I'm going to exercise my Labor Day privileges and neglect to labor now. Maybe play some DDR. Or Far Cry. Coding can happen after the holiday--right now, I just need some relaxation.
(Oh yes, that is to say: the apartment is in a state which I deem sufficiently unpacked that I can begin work on releasing the code to Metrophix. Look for it within two weeks, barring ugliness. Naturally, that's a bullhorn call to all ugliness within the surrounding fifty miles to come running towards my code....) |
[Edit 2006-09-01 12:16PST: Due to a sudden and severely widespread lack of internet access, Artis hasn't been able to get the comic posted today; with any luck Comcast will have its act together soon. It will be arriving as soon as humanly possible.]
In pursuit of my ponderings on the future of webcomics, a whole host of new curiosities has started nagging at my mind: the ever-present conundrum of making the medium new.

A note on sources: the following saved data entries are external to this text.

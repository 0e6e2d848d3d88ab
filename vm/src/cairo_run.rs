use std::io::{self, Write};

use bincode::enc::write::Writer;
use thiserror::Error;
use tracing::debug;

use crate::{
    hint_processor::hint_processor_definition::HintProcessor,
    types::program::Program,
    vm::{
        errors::{cairo_run_errors::CairoRunError, vm_exception::VmException},
        runners::cairo_runner::{CairoRunner, RunResources},
        security::verify_secure_runner,
        trace::trace_entry::RelocatedTraceEntry,
    },
    Felt252,
};

pub struct CairoRunConfig<'a> {
    pub entrypoint: &'a str,
    pub trace_enabled: bool,
    pub relocate_mem: bool,
    pub layout: &'a str,
    pub proof_mode: bool,
    /// Defaults to `!proof_mode`.
    pub secure_run: Option<bool>,
    /// Step ceiling for the run; unbounded when `None`.
    pub max_steps: Option<usize>,
}

impl<'a> Default for CairoRunConfig<'a> {
    fn default() -> Self {
        CairoRunConfig {
            entrypoint: "main",
            trace_enabled: false,
            relocate_mem: false,
            layout: "plain",
            proof_mode: false,
            secure_run: None,
            max_steps: None,
        }
    }
}

/// Loads `program_content` and runs its entrypoint to completion: run,
/// end, return values, (proof mode) segment finalization, final and secure
/// checks, relocation.
pub fn cairo_run(
    program_content: &[u8],
    cairo_run_config: &CairoRunConfig,
    hint_executor: &mut dyn HintProcessor,
) -> Result<CairoRunner, CairoRunError> {
    let program = Program::from_bytes(program_content, Some(cairo_run_config.entrypoint))?;

    let secure_run = cairo_run_config
        .secure_run
        .unwrap_or(!cairo_run_config.proof_mode);

    let mut cairo_runner = CairoRunner::new_with_trace(
        &program,
        cairo_run_config.layout,
        cairo_run_config.proof_mode,
        cairo_run_config.trace_enabled,
    )?;
    if let Some(max_steps) = cairo_run_config.max_steps {
        cairo_runner.set_run_resources(RunResources::new(max_steps));
    }

    let end = cairo_runner.initialize()?;
    cairo_runner
        .run_until_pc(end, hint_executor)
        .map_err(|err| VmException::from_vm_error(&cairo_runner, err))?;
    cairo_runner.end_run(false, hint_executor)?;

    cairo_runner.vm.verify_auto_deductions()?;
    cairo_runner.read_return_values()?;
    if cairo_run_config.proof_mode {
        cairo_runner.finalize_segments()?;
    }
    cairo_runner.run_final_checks()?;
    if secure_run {
        verify_secure_runner(&cairo_runner, true, None)?;
    }
    cairo_runner.relocate(cairo_run_config.relocate_mem)?;

    debug!(
        entrypoint = cairo_run_config.entrypoint,
        steps = cairo_runner.vm.get_current_step(),
        "cairo run finished"
    );
    Ok(cairo_runner)
}

#[derive(Debug, Error)]
#[error("Failed to encode trace at position {0}, serialize error: {1}")]
pub struct EncodeTraceError(usize, bincode::error::EncodeError);

/// Writes the trace binary representation.
///
/// Bincode encodes to little endian by default and each trace entry is composed of
/// 3 usize values that are padded to always reach 64 bit size.
pub fn write_encoded_trace(
    relocated_trace: &[RelocatedTraceEntry],
    dest: &mut impl Writer,
) -> Result<(), EncodeTraceError> {
    for (i, entry) in relocated_trace.iter().enumerate() {
        dest.write(&((entry.ap as u64).to_le_bytes()))
            .map_err(|e| EncodeTraceError(i, e))?;
        dest.write(&((entry.fp as u64).to_le_bytes()))
            .map_err(|e| EncodeTraceError(i, e))?;
        dest.write(&((entry.pc as u64).to_le_bytes()))
            .map_err(|e| EncodeTraceError(i, e))?;
    }

    Ok(())
}

/// Writes a binary representation of the relocated memory.
///
/// The memory pairs (address, value) are encoded and concatenated:
/// * address -> 8-byte encoded
/// * value -> 32-byte encoded
pub fn write_encoded_memory(
    relocated_memory: &[Option<Felt252>],
    dest: &mut impl Writer,
) -> Result<(), EncodeTraceError> {
    for (i, memory_cell) in relocated_memory.iter().enumerate() {
        let Some(value) = memory_cell else {
            continue;
        };
        dest.write(&(i as u64).to_le_bytes())
            .map_err(|e| EncodeTraceError(i, e))?;
        dest.write(&value.to_bytes_le())
            .map_err(|e| EncodeTraceError(i, e))?;
    }

    Ok(())
}

/// A bincode [`Writer`] over a buffered file.
pub struct FileWriter {
    buf_writer: io::BufWriter<std::fs::File>,
    bytes_written: usize,
}

impl Writer for FileWriter {
    fn write(&mut self, bytes: &[u8]) -> Result<(), bincode::error::EncodeError> {
        self.buf_writer
            .write_all(bytes)
            .map_err(|e| bincode::error::EncodeError::Io {
                inner: e,
                index: self.bytes_written,
            })?;

        self.bytes_written += bytes.len();

        Ok(())
    }
}

impl FileWriter {
    pub fn new(buf_writer: io::BufWriter<std::fs::File>) -> Self {
        Self {
            buf_writer,
            bytes_written: 0,
        }
    }

    pub fn flush(&mut self) -> io::Result<()> {
        self.buf_writer.flush()
    }
}
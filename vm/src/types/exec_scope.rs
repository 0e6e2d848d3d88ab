use std::{cell::RefCell, collections::HashMap, rc::Rc};

use crate::{
    hint_processor::builtin_hint_processor::dict_manager::DictManager,
    types::relocatable::{MaybeRelocatable, Relocatable},
    vm::errors::{exec_scope_errors::ExecScopeError, hint_errors::HintError},
    Felt252,
};

/// Every shape of value a hint may keep in an execution scope.
#[derive(Debug, Clone, PartialEq)]
pub enum ScopeValue {
    Felt(Felt252),
    Relocatable(Relocatable),
    Sequence(Vec<Felt252>),
    Mapping(HashMap<Felt252, Vec<Felt252>>),
    Dict(HashMap<MaybeRelocatable, MaybeRelocatable>),
    DictManager(Rc<RefCell<DictManager>>),
}

impl ScopeValue {
    fn kind(&self) -> &'static str {
        match self {
            ScopeValue::Felt(_) => "felt",
            ScopeValue::Relocatable(_) => "relocatable",
            ScopeValue::Sequence(_) => "sequence",
            ScopeValue::Mapping(_) => "mapping",
            ScopeValue::Dict(_) => "dict",
            ScopeValue::DictManager(_) => "dict manager",
        }
    }
}

impl From<Felt252> for ScopeValue {
    fn from(value: Felt252) -> Self {
        ScopeValue::Felt(value)
    }
}

impl From<Relocatable> for ScopeValue {
    fn from(value: Relocatable) -> Self {
        ScopeValue::Relocatable(value)
    }
}

impl From<Vec<Felt252>> for ScopeValue {
    fn from(value: Vec<Felt252>) -> Self {
        ScopeValue::Sequence(value)
    }
}

impl From<HashMap<Felt252, Vec<Felt252>>> for ScopeValue {
    fn from(value: HashMap<Felt252, Vec<Felt252>>) -> Self {
        ScopeValue::Mapping(value)
    }
}

impl From<HashMap<MaybeRelocatable, MaybeRelocatable>> for ScopeValue {
    fn from(value: HashMap<MaybeRelocatable, MaybeRelocatable>) -> Self {
        ScopeValue::Dict(value)
    }
}

impl From<Rc<RefCell<DictManager>>> for ScopeValue {
    fn from(value: Rc<RefCell<DictManager>>) -> Self {
        ScopeValue::DictManager(value)
    }
}

const DICT_MANAGER: &str = "dict_manager";

/// The stack of variable scopes hints share during a run. The bottom scope
/// (the main scope) can never be exited.
#[derive(Debug)]
pub struct ExecutionScopes {
    pub data: Vec<HashMap<String, ScopeValue>>,
}

impl ExecutionScopes {
    pub fn new() -> ExecutionScopes {
        ExecutionScopes {
            data: vec![HashMap::new()],
        }
    }

    pub fn enter_scope(&mut self, new_scope_locals: HashMap<String, ScopeValue>) {
        self.data.push(new_scope_locals);
    }

    pub fn exit_scope(&mut self) -> Result<(), ExecScopeError> {
        if self.data.len() == 1 {
            return Err(ExecScopeError::ExitMainScopeError);
        }
        self.data.pop();

        Ok(())
    }

    ///Returns a mutable reference to the dictionary containing the variables present in the current scope
    pub fn get_local_variables_mut(
        &mut self,
    ) -> Result<&mut HashMap<String, ScopeValue>, HintError> {
        self.data
            .last_mut()
            .ok_or(HintError::FromScopeError(ExecScopeError::NoScopeError))
    }

    ///Returns a dictionary containing the variables present in the current scope
    pub fn get_local_variables(&self) -> Result<&HashMap<String, ScopeValue>, HintError> {
        self.data
            .last()
            .ok_or(HintError::FromScopeError(ExecScopeError::NoScopeError))
    }

    ///Removes a variable from the current scope given its name
    pub fn delete_variable(&mut self, var_name: &str) {
        if let Ok(local_variables) = self.get_local_variables_mut() {
            local_variables.remove(var_name);
        }
    }

    ///Creates or updates an existing variable given its name and value
    pub fn assign_or_update_variable(&mut self, var_name: &str, var_value: ScopeValue) {
        if let Ok(local_variables) = self.get_local_variables_mut() {
            local_variables.insert(var_name.to_string(), var_value);
        }
    }

    pub fn insert_value<T: Into<ScopeValue>>(&mut self, name: &str, value: T) {
        self.assign_or_update_variable(name, value.into());
    }

    pub fn get_value(&self, name: &str) -> Result<&ScopeValue, HintError> {
        self.get_local_variables()?
            .get(name)
            .ok_or_else(|| HintError::VariableNotInScopeError(name.into()))
    }

    fn get_value_mut(&mut self, name: &str) -> Result<&mut ScopeValue, HintError> {
        self.get_local_variables_mut()?
            .get_mut(name)
            .ok_or_else(|| HintError::VariableNotInScopeError(name.into()))
    }

    pub fn get_felt(&self, name: &str) -> Result<Felt252, HintError> {
        match self.get_value(name)? {
            ScopeValue::Felt(felt) => Ok(*felt),
            other => Err(wrong_type(name, other)),
        }
    }

    pub fn get_relocatable(&self, name: &str) -> Result<Relocatable, HintError> {
        match self.get_value(name)? {
            ScopeValue::Relocatable(addr) => Ok(*addr),
            other => Err(wrong_type(name, other)),
        }
    }

    pub fn get_sequence(&self, name: &str) -> Result<&Vec<Felt252>, HintError> {
        match self.get_value(name)? {
            ScopeValue::Sequence(seq) => Ok(seq),
            other => Err(wrong_type(name, other)),
        }
    }

    pub fn get_sequence_mut(&mut self, name: &str) -> Result<&mut Vec<Felt252>, HintError> {
        match self.get_value_mut(name)? {
            ScopeValue::Sequence(seq) => Ok(seq),
            other => Err(wrong_type(name, other)),
        }
    }

    pub fn get_mapping(&self, name: &str) -> Result<&HashMap<Felt252, Vec<Felt252>>, HintError> {
        match self.get_value(name)? {
            ScopeValue::Mapping(map) => Ok(map),
            other => Err(wrong_type(name, other)),
        }
    }

    pub fn get_mapping_mut(
        &mut self,
        name: &str,
    ) -> Result<&mut HashMap<Felt252, Vec<Felt252>>, HintError> {
        match self.get_value_mut(name)? {
            ScopeValue::Mapping(map) => Ok(map),
            other => Err(wrong_type(name, other)),
        }
    }

    pub fn get_dict(
        &self,
        name: &str,
    ) -> Result<&HashMap<MaybeRelocatable, MaybeRelocatable>, HintError> {
        match self.get_value(name)? {
            ScopeValue::Dict(dict) => Ok(dict),
            other => Err(wrong_type(name, other)),
        }
    }

    ///Returns the dict manager shared by every dict hint of the run
    pub fn get_dict_manager(&self) -> Result<Rc<RefCell<DictManager>>, HintError> {
        match self.get_value(DICT_MANAGER)? {
            ScopeValue::DictManager(manager) => Ok(Rc::clone(manager)),
            other => Err(wrong_type(DICT_MANAGER, other)),
        }
    }
}

fn wrong_type(name: &str, found: &ScopeValue) -> HintError {
    HintError::WrongScopeValueType(Box::new((name.to_string(), found.kind())))
}

impl Default for ExecutionScopes {
    fn default() -> Self {
        Self::new()
    }
}
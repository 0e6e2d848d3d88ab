use std::ops::Shr;

use lazy_static::lazy_static;
use num_bigint::{BigInt, BigUint};
use num_integer::Integer;
use num_traits::{Signed, Zero};
use starknet_types_core::felt::NonZeroFelt;

use crate::types::errors::math_errors::MathError;
use crate::utils::CAIRO_PRIME;
use crate::Felt252;

lazy_static! {
    static ref SIGNED_FELT_MAX: BigUint = &*CAIRO_PRIME >> 1_u32;
    static ref CAIRO_PRIME_INT: BigInt = BigInt::from(CAIRO_PRIME.clone());
}

/// `2^n` as a felt. `n` must be below 252.
pub fn pow2_const(n: u32) -> Felt252 {
    Felt252::TWO.pow(n as u128)
}

/// Integer square root: the largest `x` with `x^2 <= n`.
pub fn isqrt(n: &BigUint) -> Result<BigUint, MathError> {
    // Newton iteration from above
    let mut x = n.clone();
    let mut y = (&x + 1_u32).shr(1_u32);
    while y < x {
        x = y;
        y = (&x + n.div_floor(&x)).shr(1_u32);
    }
    if !(&x * &x <= *n && *n < (&x + 1_u32) * (&x + 1_u32)) {
        return Err(MathError::FailedToGetSqrt(Box::new(n.clone())));
    }
    Ok(x)
}

/// Exact integer division of felts (as integers in `[0, P)`).
pub fn safe_div(x: &Felt252, y: &Felt252) -> Result<Felt252, MathError> {
    let divisor = NonZeroFelt::try_from(*y).map_err(|_| MathError::DividedByZero)?;
    let (q, r) = x.div_rem(&divisor);
    if r != Felt252::ZERO {
        return Err(MathError::SafeDivFail(Box::new((*x, *y))));
    }
    Ok(q)
}

pub fn safe_div_usize(x: usize, y: usize) -> Result<usize, MathError> {
    if y == 0 {
        return Err(MathError::DividedByZero);
    }
    if x % y != 0 {
        return Err(MathError::SafeDivFailUsize(Box::new((x, y))));
    }
    Ok(x / y)
}

/// Exact integer division of signed integers.
pub fn safe_div_bigint(x: &BigInt, y: &BigInt) -> Result<BigInt, MathError> {
    if y.is_zero() {
        return Err(MathError::DividedByZero);
    }
    let (q, r) = x.div_mod_floor(y);
    if !r.is_zero() {
        return Err(MathError::SafeDivFailBigInt(Box::new((x.clone(), y.clone()))));
    }
    Ok(q)
}

/// Reads a felt as a signed integer in `(-P/2, P/2]`.
pub fn signed_felt(felt: Felt252) -> BigInt {
    let value = felt.to_biguint();
    if value > *SIGNED_FELT_MAX {
        BigInt::from(value) - &*CAIRO_PRIME_INT
    } else {
        BigInt::from(value)
    }
}

/// Maps a signed integer back into the field.
pub fn felt_from_bigint(value: &BigInt) -> Felt252 {
    let reduced = value.mod_floor(&CAIRO_PRIME_INT);
    Felt252::from(reduced.magnitude())
}

/// `P + Q` on a short Weierstrass curve over the Cairo field.
/// Fails when both points share an x coordinate.
pub fn ec_add(
    point_a: (Felt252, Felt252),
    point_b: (Felt252, Felt252),
) -> Result<(Felt252, Felt252), MathError> {
    let slope = line_slope(&point_a, &point_b)?;
    let x = slope * slope - point_a.0 - point_b.0;
    let y = slope * (point_a.0 - x) - point_a.1;
    Ok((x, y))
}

/// Slope of the line through two points with different x coordinates.
pub fn line_slope(
    point_a: &(Felt252, Felt252),
    point_b: &(Felt252, Felt252),
) -> Result<Felt252, MathError> {
    let dx = NonZeroFelt::try_from(point_a.0 - point_b.0).map_err(|_| MathError::DividedByZero)?;
    Ok((point_a.1 - point_b.1).field_div(&dx))
}

/// `2P` on the curve `y^2 = x^3 + alpha * x + beta`. Fails when `y == 0`.
pub fn ec_double(
    point: (Felt252, Felt252),
    alpha: &Felt252,
) -> Result<(Felt252, Felt252), MathError> {
    let slope = ec_double_slope(&point, alpha)?;
    let x = slope * slope - Felt252::TWO * point.0;
    let y = slope * (point.0 - x) - point.1;
    Ok((x, y))
}

pub fn ec_double_slope(point: &(Felt252, Felt252), alpha: &Felt252) -> Result<Felt252, MathError> {
    let denominator =
        NonZeroFelt::try_from(Felt252::TWO * point.1).map_err(|_| MathError::DividedByZero)?;
    Ok((Felt252::THREE * point.0 * point.0 + alpha).field_div(&denominator))
}

/// Whether `value`, read as a signed felt, is negative.
pub(crate) fn is_negative(value: Felt252) -> bool {
    signed_felt(value).is_negative()
}
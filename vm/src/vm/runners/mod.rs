pub mod builtin_runner;
pub mod cairo_runner;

Comics have remained pretty much the same--medium-wise, that is--for several centuries now. Of course, it makes sense, since there's only so much one can do with paper. Having made the transition to the internet with aplomb, though, I've been wondering for a while what comes next. Here we have a medium that allows all sorts of new things--interactivity foremost among them--and comics are still in their static, page-by-page serial existence. Not that it's a bad existence, mind you, I just have this feeling that there's so much more that could be done.
In his book Understanding Comics, published before this webcomic thing ever got underway (or indeed, I think, even before the web did), Scott Kurtz diagramed an idea he had: a comic whose flow wasn't necessarily serial. It could twist, divide, and intersect with itself, telling a slightly different story along each path--much like a Choose-Your-Own-Adventure book from the 80s. Such a thing would be great for the web, if there were an artist brave enough to tackle such a task. Or, relatedly, have one story with many comics told from each participant's perspective: set up an image map and every time the reader clicked on a character, the subsequent comics would follow that character throughout the story as he or she interacted with others. Another click, and woosh! The story is told from another persepctive.
Of course, that would be murder on the artist--not only keeping track of the dealings of that many characters, but just the sheer requirement of drawing as many comics as there are characters would be murder on any hand. Well, all right, have a whole bunch of artists, then. Each artist gets their own character to interact with other artists' characters as they choose--essentially crossing over into other comics in the same way as the syndicates have been doing for a while now (for good or ill), only on a longer-term, more central basis. It would almost be like a co-operative role-playing exercise.
Of course, neither of these is likely to happen. Still, there's a nagging feeling I have that comics could become a great deal more than they are with the power of the web--even more than the excellent Broken Saints, which despite its use of all available media remains ever a comic.
If any of you have ideas for other ways to enhance comics, we'd love to hear them over in the forums. Brainstorming has been the word of the week, it seems. |
Okay, I just ate a four-year-old packet of candied ginger root, so bear with me if this gets a little surreal.
I've been thinking about the market for webcomics lately. Mostly this was cued by something a panelist said at Connecticon that's been mulling in my head ever since: a lot of people think that the webcomic scene is past its prime, that it's starting to dwindle, and that if one wants to be famous in that world then one has to have started a comic four years ago since those are the ones that are popular now. Not so, said the panelist. It just means that it takes about four years for a webcomic to get really well-known.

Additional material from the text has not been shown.